* **EXERCISE INSTRUCTIONS**: Every entry in the data below needs to be repeated exactly.

* **SUPPLIED INFORMATION**:
// The harness matchers running against SQLite-backed entities

#![allow(clippy::unwrap_used, clippy::expect_used)]

mod common;

use common::{setup_db, setup_file_db, DestroyUser, UserForm};
use recordx_core::prelude::*;
use recordx_store::{SqlitePersistence, SqliteRecord, SqliteRepo};

#[test]
fn test_update_through_delegate_passes() {
    // Given: Sophia, aged 20, stored in SQLite
    let conn = setup_db();
    let user = SqliteRecord::create(
        &conn,
        "User",
        [("name", Value::from("Sophia")), ("age", Value::from(20))],
    )
    .unwrap();
    let id = user.id();

    // When: A UserForm writes the new age
    let verdict = expect_block(|scope| {
        let mut form = scope.intercept(UserForm::new(&conn, id.clone()).set("age", 30));
        form.execute().unwrap();
    })
    .to(update_record(&user, Expectation::new().attr("age", 30)).using_delegate::<UserForm>())
    .unwrap();

    // Then: The change is seen after reload and attributed to the form
    assert!(verdict.is_success(), "{:?}", verdict.failure_message());
    assert_eq!(user.read("age").unwrap(), Value::from(30));
}

#[test]
fn test_direct_write_is_flagged_when_form_required() {
    let conn = setup_db();
    let user = SqliteRecord::create(
        &conn,
        "User",
        [("name", Value::from("Sophia")), ("age", Value::from(20))],
    )
    .unwrap();
    let id = user.id();

    let verdict = expect_block(|scope| {
        SqliteRepo::update_attributes(&conn, "User", &id, [("age", Value::from(30))]).unwrap();
        let mut form = scope.intercept(UserForm::new(&conn, id.clone()).set("name", "Emily"));
        form.execute().unwrap();
    })
    .to(update_record(
        &user,
        Expectation::new().attr("name", "Emily").attr("age", 30),
    )
    .using_delegate::<UserForm>())
    .unwrap();

    assert_eq!(
        verdict.failure_message(),
        Some(
            "Expected a record of a User class with id = 1 to be updated using UserForm, but the following attribute was changed by some other means:\n\"age\""
        )
    );
}

#[test]
fn test_unsaved_assignment_is_not_persisted() {
    let conn = setup_db();
    let user = SqliteRecord::create(&conn, "User", [("age", Value::from(20))]).unwrap();

    let verdict = expect_block(|_scope| {
        user.assign("age", 30).unwrap();
    })
    .to(update_record(&user, Expectation::new().attr("age", 30)))
    .unwrap();

    assert_eq!(
        verdict.failure_message(),
        Some(
            "Expected a record of a User class with id = 1 to be updated, but the following attribute was not properly changed:\n\"age\" from 20 to 30"
        )
    );
}

#[test]
fn test_destroy_through_service_on_disk() {
    let dir = tempfile::tempdir().unwrap();
    let conn = setup_file_db(&dir.path().join("harness.db"));
    let user = SqliteRecord::create(&conn, "User", [("name", Value::from("Sophia"))]).unwrap();
    let persistence = SqlitePersistence::new(&conn);
    let id = user.id();

    let verdict = expect_block(|scope| {
        let mut service = scope.intercept(DestroyUser::new(&conn, id.clone()));
        service.execute().unwrap();
    })
    .to(destroy_record(&user, &persistence).using_service::<DestroyUser>())
    .unwrap();

    assert!(verdict.is_success(), "{:?}", verdict.failure_message());
    assert!(!SqliteRepo::exists(&conn, "User", &id).unwrap());
}

#[test]
fn test_destroy_bypassing_service_fails() {
    let conn = setup_db();
    let user = SqliteRecord::create(&conn, "User", [("name", Value::from("Sophia"))]).unwrap();
    let persistence = SqlitePersistence::new(&conn);

    let verdict = expect_block(|_scope| {
        SqliteRepo::delete_record(&conn, "User", &user.id()).unwrap();
    })
    .to(destroy_record(&user, &persistence).using_service::<DestroyUser>())
    .unwrap();

    assert_eq!(
        verdict.failure_message(),
        Some("Expected a record of User class to be destroyed with service object DestroyUser, but was not")
    );
}

#[test]
fn test_destroy_then_insert_replacement_passes() {
    // Given: Sophia is the only, and so the highest-id, user
    let conn = setup_db();
    let user = SqliteRecord::create(&conn, "User", [("name", Value::from("Sophia"))]).unwrap();
    let persistence = SqlitePersistence::new(&conn);
    let replacement = std::cell::Cell::new(None);

    // When: The action deletes her and stores a replacement user
    let verdict = expect_block(|_scope| {
        SqliteRepo::delete_record(&conn, "User", &user.id()).unwrap();
        let id = SqliteRepo::insert_record(&conn, "User", [("name", Value::from("Emily"))]).unwrap();
        replacement.set(Some(id));
    })
    .to(destroy_record(&user, &persistence))
    .unwrap();

    // Then: The replacement gets a fresh id and the destroy is seen
    assert!(verdict.is_success(), "{:?}", verdict.failure_message());
    assert_eq!(replacement.take(), Some(EntityId::from(2)));
}

#[test]
fn test_be_record_across_handles() {
    let conn = setup_db();
    let user = SqliteRecord::create(&conn, "User", [("name", Value::from("Sophia"))]).unwrap();
    let other = SqliteRecord::create(&conn, "User", [("name", Value::from("Emily"))]).unwrap();
    let again = SqliteRecord::load(&conn, "User", user.id()).unwrap();

    assert!(expect_entity(&again).to(be_record(&user)).unwrap().is_success());
    assert_eq!(
        expect_entity(&other)
            .to(be_record(&user))
            .unwrap()
            .failure_message(),
        Some("Expected id of the record to eql 1 but was 2")
    );
}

* **RESPONSE AREA**:
// The harness matchers running against SQLite-backed entities

#![allow(clippy::unwrap_used, clippy::expect_used)]

mod common;

use common::{setup_db, setup_file_db, DestroyUser, UserForm};
use recordx_core::prelude::*;
use recordx_store::{SqlitePersistence, SqliteRecord, SqliteRepo};

#[test]
fn test_update_through_delegate_passes() {
    // Given: Sophia, aged 20, stored in SQLite
    let conn = setup_db();
    let user = SqliteRecord::create(
        &conn,
        "User",
        [("name", Value::from("Sophia")), ("age", Value::from(20))],
    )
    .unwrap();
    let id = user.id();

    // When: A UserForm writes the new age
    let verdict = expect_block(|scope| {
        let mut form = scope.intercept(UserForm::new(&conn, id.clone()).set("age", 30));
        form.execute().unwrap();
    })
    .to(update_record(&user, Expectation::new().attr("age", 30)).using_delegate::<UserForm>())
    .unwrap();

    // Then: The change is seen after reload and attributed to the form
    assert!(verdict.is_success(), "{:?}", verdict.failure_message());
    assert_eq!(user.read("age").unwrap(), Value::from(30));
}

#[test]
fn test_direct_write_is_flagged_when_form_required() {
    let conn = setup_db();
    let user = SqliteRecord::create(
        &conn,
        "User",
        [("name", Value::from("Sophia")), ("age", Value::from(20))],
    )
    .unwrap();
    let id = user.id();

    let verdict = expect_block(|scope| {
        SqliteRepo::update_attributes(&conn, "User", &id, [("age", Value::from(30))]).unwrap();
        let mut form = scope.intercept(UserForm::new(&conn, id.clone()).set("name", "Emily"));
        form.execute().unwrap();
    })
    .to(update_record(
        &user,
        Expectation::new().attr("name", "Emily").attr("age", 30),
    )
    .using_delegate::<UserForm>())
    .unwrap();

    assert_eq!(
        verdict.failure_message(),
        Some(
            "Expected a record of a User class with id = 1 to be updated using UserForm, but the following attribute was changed by some other means:\n\"age\""
        )
    );
}

#[test]
fn test_unsaved_assignment_is_not_persisted() {
    let conn = setup_db();
    let user = SqliteRecord::create(&conn, "User", [("age", Value::from(20))]).unwrap();

    let verdict = expect_block(|_scope| {
        user.assign("age", 30).unwrap();
    })
    .to(update_record(&user, Expectation::new().attr("age", 30)))
    .unwrap();

    assert_eq!(
        verdict.failure_message(),
        Some(
            "Expected a record of a User class with id = 1 to be updated, but the following attribute was not properly changed:\n\"age\" from 20 to 30"
        )
    );
}

#[test]
fn test_destroy_through_service_on_disk() {
    let dir = tempfile::tempdir().unwrap();
    let conn = setup_file_db(&dir.path().join("harness.db"));
    let user = SqliteRecord::create(&conn, "User", [("name", Value::from("Sophia"))]).unwrap();
    let persistence = SqlitePersistence::new(&conn);
    let id = user.id();

    let verdict = expect_block(|scope| {
        let mut service = scope.intercept(DestroyUser::new(&conn, id.clone()));
        service.execute().unwrap();
    })
    .to(destroy_record(&user, &persistence).using_service::<DestroyUser>())
    .unwrap();

    assert!(verdict.is_success(), "{:?}", verdict.failure_message());
    assert!(!SqliteRepo::exists(&conn, "User", &id).unwrap());
}

#[test]
fn test_destroy_bypassing_service_fails() {
    let conn = setup_db();
    let user = SqliteRecord::create(&conn, "User", [("name", Value::from("Sophia"))]).unwrap();
    let persistence = SqlitePersistence::new(&conn);

    let verdict = expect_block(|_scope| {
        SqliteRepo::delete_record(&conn, "User", &user.id()).unwrap();
    })
    .to(destroy_record(&user, &persistence).using_service::<DestroyUser>())
    .unwrap();

    assert_eq!(
        verdict.failure_message(),
        Some("Expected a record of User class to be destroyed with service object DestroyUser, but was not")
    );
}

#[test]
fn test_destroy_then_insert_replacement_passes() {
    // Given: Sophia is the only, and so the highest-id, user
    let conn = setup_db();
    let user = SqliteRecord::create(&conn, "User", [("name", Value::from("Sophia"))]).unwrap();
    let persistence = SqlitePersistence::new(&conn);
    let replacement = std::cell::Cell::new(None);

    // When: The action deletes her and stores a replacement user
    let verdict = expect_block(|_scope| {
        SqliteRepo::delete_record(&conn, "User", &user.id()).unwrap();
        let id = SqliteRepo::insert_record(&conn, "User", [("name", Value::from("Emily"))]).unwrap();
        replacement.set(Some(id));
    })
    .to(destroy_record(&user, &persistence))
    .unwrap();

    // Then: The replacement gets a fresh id and the destroy is seen
    assert!(verdict.is_success(), "{:?}", verdict.failure_message());
    assert_eq!(replacement.take(), Some(EntityId::from(2)));
}

#[test]
fn test_be_record_across_handles() {
    let conn = setup_db();
    let user = SqliteRecord::create(&conn, "User", [("name", Value::from("Sophia"))]).unwrap();
    let other = SqliteRecord::create(&conn, "User", [("name", Value::from("Emily"))]).unwrap();
    let again = SqliteRecord::load(&conn, "User", user.id()).unwrap();

    assert!(expect_entity(&again).to(be_record(&user)).unwrap().is_success());
    assert_eq!(
        expect_entity(&other)
            .to(be_record(&user))
            .unwrap()
            .failure_message(),
        Some("Expected id of the record to eql 1 but was 2")
    );
}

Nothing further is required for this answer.